DATA TO EXAMINE:
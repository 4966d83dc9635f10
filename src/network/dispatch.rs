//! Dispatch registry
//!
//! Maps opcodes to handlers. The table is assembled once with a
//! [`DispatchBuilder`] before the listener starts and is then shared
//! read-only by every connection, so lookups take no lock.
//!
//! # Example
//!
//! ```ignore
//! use gatehouse::network::{DispatchRegistry, HandlerContext, HandlerResult};
//! use gatehouse::protocol::message::{ClientHeartbeat, ServerHeartbeat};
//!
//! let registry = DispatchRegistry::builder()
//!     .on_authenticated(|ping: ClientHeartbeat, ctx: &mut HandlerContext<'_>| {
//!         ctx.send(&ServerHeartbeat { timestamp: ping.timestamp });
//!         Ok(())
//!     })?
//!     .build();
//! ```

use std::collections::HashMap;
use std::fmt;
use std::marker::PhantomData;
use std::net::SocketAddr;
use std::sync::Arc;

use async_trait::async_trait;
use bytes::Bytes;
use thiserror::Error;

use super::connection::{ConnectionHandle, ConnectionId, ConnectionState};
use super::session::Session;
use crate::protocol::message::{decode_message, encode_message};
use crate::protocol::{Opcode, RawPacket, ReadError, ReadMessage, WriteMessage};

/// Registry construction errors
#[derive(Error, Debug, Clone, PartialEq, Eq)]
pub enum DispatchError {
    #[error("Handler already registered for {0}")]
    DuplicateHandler(Opcode),
}

/// Failure reported by a handler
#[derive(Error, Debug)]
pub enum HandlerError {
    /// The payload did not decode. Fatal for the connection.
    #[error("Decode error: {0}")]
    Decode(#[from] ReadError),

    /// The handler rejected the message. Logged, the connection carries on.
    #[error("Handler failed: {0}")]
    Failed(String),
}

impl HandlerError {
    pub fn failed(reason: impl Into<String>) -> Self {
        HandlerError::Failed(reason.into())
    }
}

pub type HandlerResult = Result<(), HandlerError>;

/// Connection state a handler requires before it is invoked
#[derive(Debug, Clone, Copy, PartialEq, Eq)]
pub enum Access {
    /// Any live state, including the handshake
    Any,
    /// Only after a handler has marked the connection authenticated
    Authenticated,
}

/// View of the connection handed to a handler.
///
/// Packets queued with [`HandlerContext::send`] are written in order once
/// the handler returns, before the next inbound packet is looked at.
pub struct HandlerContext<'a> {
    connection_id: ConnectionId,
    peer_addr: SocketAddr,
    state: ConnectionState,
    session: &'a mut Session,
    handle: &'a ConnectionHandle,
    outbound: Vec<RawPacket>,
    authenticated: bool,
    close_reason: Option<String>,
}

/// What a handler asked the connection to do
#[derive(Debug, Default)]
pub(crate) struct HandlerEffects {
    pub outbound: Vec<RawPacket>,
    pub authenticated: bool,
    pub close_reason: Option<String>,
}

impl<'a> HandlerContext<'a> {
    pub fn new(
        connection_id: ConnectionId,
        peer_addr: SocketAddr,
        state: ConnectionState,
        session: &'a mut Session,
        handle: &'a ConnectionHandle,
    ) -> Self {
        Self {
            connection_id,
            peer_addr,
            state,
            session,
            handle,
            outbound: Vec::new(),
            authenticated: false,
            close_reason: None,
        }
    }

    pub fn connection_id(&self) -> ConnectionId {
        self.connection_id
    }

    pub fn peer_addr(&self) -> SocketAddr {
        self.peer_addr
    }

    /// State at the time the packet was dispatched
    pub fn state(&self) -> ConnectionState {
        self.state
    }

    pub fn session(&self) -> &Session {
        &*self.session
    }

    pub fn session_mut(&mut self) -> &mut Session {
        &mut *self.session
    }

    /// Handle for sending to this connection later, from another task
    pub fn handle(&self) -> ConnectionHandle {
        self.handle.clone()
    }

    /// Queue a message for this connection
    pub fn send<M: WriteMessage>(&mut self, message: &M) {
        self.outbound
            .push(RawPacket::new(M::OPCODE.as_u16(), encode_message(message)));
    }

    /// Queue an already encoded payload
    pub fn send_raw(&mut self, opcode: Opcode, payload: impl Into<Bytes>) {
        self.outbound.push(RawPacket::new(opcode.as_u16(), payload));
    }

    /// Move the connection from `Authenticating` to `Authenticated` once this
    /// handler returns successfully
    pub fn mark_authenticated(&mut self) {
        self.authenticated = true;
    }

    /// Close the connection after queued packets are written
    pub fn close(&mut self, reason: impl Into<String>) {
        self.close_reason = Some(reason.into());
    }

    pub(crate) fn into_effects(self) -> HandlerEffects {
        HandlerEffects {
            outbound: self.outbound,
            authenticated: self.authenticated,
            close_reason: self.close_reason,
        }
    }
}

/// A message handler
#[async_trait]
pub trait Handler: Send + Sync {
    /// Handle one decrypted payload
    async fn handle(&self, payload: Bytes, ctx: &mut HandlerContext<'_>) -> HandlerResult;
}

/// Decodes the payload into `M` before calling a plain function
struct MessageHandler<M, F> {
    handler: F,
    _message: PhantomData<fn() -> M>,
}

#[async_trait]
impl<M, F> Handler for MessageHandler<M, F>
where
    M: ReadMessage + Send + 'static,
    F: Fn(M, &mut HandlerContext<'_>) -> HandlerResult + Send + Sync + 'static,
{
    async fn handle(&self, payload: Bytes, ctx: &mut HandlerContext<'_>) -> HandlerResult {
        let message = decode_message::<M>(&payload)?;
        (self.handler)(message, ctx)
    }
}

pub(crate) struct Route {
    pub handler: Box<dyn Handler>,
    pub access: Access,
}

/// Immutable opcode -> handler table
pub struct DispatchRegistry {
    routes: HashMap<Opcode, Route>,
}

impl DispatchRegistry {
    pub fn builder() -> DispatchBuilder {
        DispatchBuilder::default()
    }

    /// Registry with no handlers; every packet is discarded
    pub fn empty() -> Arc<Self> {
        DispatchBuilder::default().build()
    }

    pub(crate) fn route(&self, opcode: Opcode) -> Option<&Route> {
        self.routes.get(&opcode)
    }

    pub fn contains(&self, opcode: Opcode) -> bool {
        self.routes.contains_key(&opcode)
    }

    pub fn access(&self, opcode: Opcode) -> Option<Access> {
        self.routes.get(&opcode).map(|route| route.access)
    }

    pub fn len(&self) -> usize {
        self.routes.len()
    }

    pub fn is_empty(&self) -> bool {
        self.routes.is_empty()
    }

    /// Registered opcodes in wire order
    pub fn opcodes(&self) -> Vec<Opcode> {
        let mut opcodes: Vec<Opcode> = self.routes.keys().copied().collect();
        opcodes.sort_unstable();
        opcodes
    }
}

impl fmt::Debug for DispatchRegistry {
    fn fmt(&self, f: &mut fmt::Formatter<'_>) -> fmt::Result {
        f.debug_struct("DispatchRegistry")
            .field("opcodes", &self.opcodes())
            .finish()
    }
}

/// Collects registrations, then freezes them into a [`DispatchRegistry`]
#[derive(Default)]
pub struct DispatchBuilder {
    routes: HashMap<Opcode, Route>,
}

impl DispatchBuilder {
    /// Register a handler implementation for an opcode
    pub fn register<H>(mut self, opcode: Opcode, access: Access, handler: H) -> Result<Self, DispatchError>
    where
        H: Handler + 'static,
    {
        if self.routes.contains_key(&opcode) {
            return Err(DispatchError::DuplicateHandler(opcode));
        }

        self.routes.insert(
            opcode,
            Route {
                handler: Box::new(handler),
                access,
            },
        );
        Ok(self)
    }

    /// Register a function taking the decoded message, callable in any state
    pub fn on<M, F>(self, handler: F) -> Result<Self, DispatchError>
    where
        M: ReadMessage + Send + 'static,
        F: Fn(M, &mut HandlerContext<'_>) -> HandlerResult + Send + Sync + 'static,
    {
        self.register_message(Access::Any, handler)
    }

    /// Register a function taking the decoded message, only invoked once the
    /// connection is authenticated
    pub fn on_authenticated<M, F>(self, handler: F) -> Result<Self, DispatchError>
    where
        M: ReadMessage + Send + 'static,
        F: Fn(M, &mut HandlerContext<'_>) -> HandlerResult + Send + Sync + 'static,
    {
        self.register_message(Access::Authenticated, handler)
    }

    fn register_message<M, F>(self, access: Access, handler: F) -> Result<Self, DispatchError>
    where
        M: ReadMessage + Send + 'static,
        F: Fn(M, &mut HandlerContext<'_>) -> HandlerResult + Send + Sync + 'static,
    {
        self.register(
            M::OPCODE,
            access,
            MessageHandler {
                handler,
                _message: PhantomData,
            },
        )
    }

    pub fn build(self) -> Arc<DispatchRegistry> {
        Arc::new(DispatchRegistry {
            routes: self.routes,
        })
    }
}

WHAT IS EXPECTED: Given the data above, transcribe exactly the lines from the one containing "packet is discarded" down to the one containing "pub fn is_empty(&self)", and no others.

ANSWER SPACE:
    /// Registry with no handlers; every packet is discarded
    pub fn empty() -> Arc<Self> {
        DispatchBuilder::default().build()
    }

    pub(crate) fn route(&self, opcode: Opcode) -> Option<&Route> {
        self.routes.get(&opcode)
    }

    pub fn contains(&self, opcode: Opcode) -> bool {
        self.routes.contains_key(&opcode)
    }

    pub fn access(&self, opcode: Opcode) -> Option<Access> {
        self.routes.get(&opcode).map(|route| route.access)
    }

    pub fn len(&self) -> usize {
        self.routes.len()
    }

    pub fn is_empty(&self) -> bool {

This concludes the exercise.